→ Exercise goal
Reply with only a number, the count of lines in the listing that include the word "true".

- - -

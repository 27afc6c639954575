use chrono::NaiveDate;
use serde::{Deserialize, Serialize};

/// One published newsletter issue.
#[derive(Debug, Clone, PartialEq, Eq, Serialize, Deserialize)]
pub struct IssueRecord {
    pub id: u32,
    pub title: String,
    pub publish_date: NaiveDate,
    pub read_time_minutes: u32,
    pub excerpt: String,
    pub tags: Vec<String>,
    /// Display hint for the newest issue. Never affects search.
    #[serde(default)]
    pub featured: bool,
}

impl IssueRecord {
    pub fn new(
        id: u32,
        title: impl Into<String>,
        publish_date: NaiveDate,
        read_time_minutes: u32,
        excerpt: impl Into<String>,
        tags: &[&str],
    ) -> Self {
        Self {
            id,
            title: title.into(),
            publish_date,
            read_time_minutes,
            excerpt: excerpt.into(),
            tags: tags.iter().map(|t| t.to_string()).collect(),
            featured: false,
        }
    }

    pub fn featured(mut self) -> Self {
        self.featured = true;
        self
    }

    /// "6 min"
    pub fn read_time_label(&self) -> String {
        format!("{} min", self.read_time_minutes)
    }

    /// "January 16, 2024"
    pub fn publish_date_label(&self) -> String {
        self.publish_date.format("%B %-d, %Y").to_string()
    }

    /// Link target for the issue detail page.
    pub fn href(&self) -> String {
        format!("/archive/{}", self.id)
    }
}

#[derive(Debug, Clone, Copy, PartialEq, Eq, Hash, Serialize, Deserialize)]
#[serde(rename_all = "lowercase")]
pub enum Severity {
    Normal,
    Destructive,
}

#[cfg(test)]
mod tests {
    use super::*;

    fn sample() -> IssueRecord {
        IssueRecord::new(
            52,
            "The Future of Remote Work: 2024 Trends",
            NaiveDate::from_ymd_opt(2024, 1, 16).unwrap(),
            6,
            "Exploring remote work.",
            &["Remote Work", "Productivity"],
        )
    }

    #[test]
    fn labels_follow_site_formatting() {
        let issue = sample();
        assert_eq!(issue.read_time_label(), "6 min");
        assert_eq!(issue.publish_date_label(), "January 16, 2024");
        assert_eq!(issue.href(), "/archive/52");
    }

    #[test]
    fn featured_defaults_to_false_when_missing_from_json() {
        let json = r#"{
            "id": 7,
            "title": "T",
            "publish_date": "2023-05-02",
            "read_time_minutes": 3,
            "excerpt": "E",
            "tags": ["A"]
        }"#;
        let issue: IssueRecord = serde_json::from_str(json).unwrap();
        assert!(!issue.featured);
        assert_eq!(issue.publish_date, NaiveDate::from_ymd_opt(2023, 5, 2).unwrap());
    }
}
//! Styles for the digest CLI.
//!
//! Templates never pick colors. They name what a piece of text *is* (a heading, a
//! tag, the active nav item) through the `style` filter:
//!
//! ```jinja
//! {{ issue.title | style("title") }}
//! ```
//!
//! and this module maps those semantic names to `console::Style`s. A name missing from
//! the theme is rendered with a `(!?)` prefix so typos show up in output instead of
//! silently losing their styling.
//!
//! With color disabled (`--no-color`, pipes, `TERM=dumb`) the filter returns the text
//! unchanged.

use console::Style;
use minijinja::{Environment, Value};
use once_cell::sync::Lazy;
use std::collections::HashMap;

pub const MISSING_STYLE_INDICATOR: &str = "(!?)";

/// Style identifiers shared between templates and renderers.
pub mod names {
    pub const BRAND: &str = "brand";
    pub const HEADING: &str = "heading";
    pub const SUBHEADING: &str = "subheading";
    pub const TITLE: &str = "title";
    pub const MUTED: &str = "muted";
    pub const FAINT: &str = "faint";
    pub const HIGHLIGHT: &str = "highlight";
    pub const STAT: &str = "stat";
    pub const NAV: &str = "nav";
    pub const NAV_ACTIVE: &str = "nav-active";
    pub const CTA: &str = "cta";
    pub const LINK: &str = "link";
    pub const BADGE: &str = "badge";
    pub const FEATURED: &str = "featured";
    pub const TAG: &str = "tag";
    pub const CONFIG_KEY: &str = "config-key";
    pub const TOAST: &str = "toast";
    pub const TOAST_DESTRUCTIVE: &str = "toast-destructive";
    pub const ERROR: &str = "error";
    pub const WARNING: &str = "warning";
    pub const SUCCESS: &str = "success";
    pub const INFO: &str = "info";
}

#[derive(Clone, Default)]
pub struct Theme {
    styles: HashMap<&'static str, Style>,
}

impl Theme {
    pub fn new() -> Self {
        Self::default()
    }

    pub fn add(mut self, name: &'static str, style: Style) -> Self {
        self.styles.insert(name, style);
        self
    }

    #[cfg(test)]
    pub fn has(&self, name: &str) -> bool {
        self.styles.contains_key(name)
    }

    pub fn apply(&self, name: &str, text: &str, use_color: bool) -> String {
        match self.styles.get(name) {
            Some(style) if use_color => style.clone().force_styling(true).apply_to(text).to_string(),
            Some(_) => text.to_string(),
            None => format!("{} {}", MISSING_STYLE_INDICATOR, text),
        }
    }
}

pub static DIGEST_THEME: Lazy<Theme> = Lazy::new(build_theme);

fn build_theme() -> Theme {
    let muted = Style::new().color256(245);
    let accent = Style::new().color256(33);

    Theme::new()
        .add(names::BRAND, accent.clone().bold())
        .add(names::HEADING, Style::new().bold().underlined())
        .add(names::SUBHEADING, Style::new().bold())
        .add(names::TITLE, Style::new().bold())
        .add(names::MUTED, muted.clone())
        .add(names::FAINT, Style::new().color256(240))
        .add(names::HIGHLIGHT, accent.clone())
        .add(names::STAT, accent.clone().bold())
        .add(names::NAV, muted.clone())
        .add(names::NAV_ACTIVE, accent.clone().bold())
        .add(names::CTA, Style::new().white().on_color256(33).bold())
        .add(names::LINK, accent.underlined())
        .add(names::BADGE, Style::new().color256(250).on_color256(236))
        .add(names::FEATURED, Style::new().black().on_yellow())
        .add(names::TAG, Style::new().cyan())
        .add(names::CONFIG_KEY, Style::new().yellow())
        .add(names::TOAST, Style::new().green().bold())
        .add(names::TOAST_DESTRUCTIVE, Style::new().red().bold())
        .add(names::ERROR, Style::new().red().bold())
        .add(names::WARNING, Style::new().yellow().bold())
        .add(names::SUCCESS, Style::new().green())
        .add(names::INFO, muted)
}

/// Registers the `style` filter on a minijinja environment.
pub fn register_style_filter(env: &mut Environment<'static>, theme: Theme, use_color: bool) {
    env.add_filter("style", move |value: Value, name: String| -> String {
        theme.apply(&name, &value.to_string(), use_color)
    });
}
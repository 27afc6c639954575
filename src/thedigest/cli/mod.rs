//! # CLI Behavior
//!
//! This is **one possible UI client** for The Digest, not the site itself.
//! The CLI is the only place that knows about terminal I/O, exit codes, and output formatting.
//!
//! For the overall architecture, see the crate-level documentation of `thedigest`.
//!
//! ## Pages
//!
//! Running `digest` with no arguments renders the home page. Any other page is one
//! `digest page <path>` away, and the common ones have their own subcommands:
//!
//! - `digest archive` lists the latest issues, `--page 2` loads older ones
//! - `digest search ai` filters the archive by title, excerpt and tag
//! - `digest issue 52` is the same as `digest page /archive/52`
//! - `digest faq -t 3` opens the third answer (the first is open by default)
//!
//! `digest page <path> --menu` renders the page with the navigation menu expanded.
//!
//! ## Forms
//!
//! `subscribe`, `quick-subscribe`, `contact` and `signin` fill a form from flags and
//! submit it. The outcome is shown as a toast:
//!
//! ```text
//! ✔ Welcome to The Digest!
//!   Thank you for subscribing. Check your email for confirmation.
//! ```
//!
//! A rejected submission prints a `✖` toast and exits with status 1.
//!
//! A password sign-in waits `sign_in_delay_ms` before succeeding, like a round trip to
//! a server would. Set it to 0 with `digest config sign_in_delay_ms 0` to skip the wait.
//!
//! ## Color
//!
//! Styles are applied when stdout supports color. `--no-color` turns them off.

mod commands;
mod pages;
mod render;
pub mod setup;
mod styles;
mod templates;

pub use commands::run;
use crate::routes::Route;

/// The collapsible mobile navigation menu.
#[derive(Debug, Clone, Copy, Default, PartialEq, Eq)]
pub struct NavMenu {
    pub open: bool,
}

impl NavMenu {
    pub fn toggle(self) -> Self {
        Self { open: !self.open }
    }

    /// Following any link closes the menu.
    pub fn navigate(&mut self, route: Route) -> Route {
        self.open = false;
        route
    }
}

- - -

→ Solution
2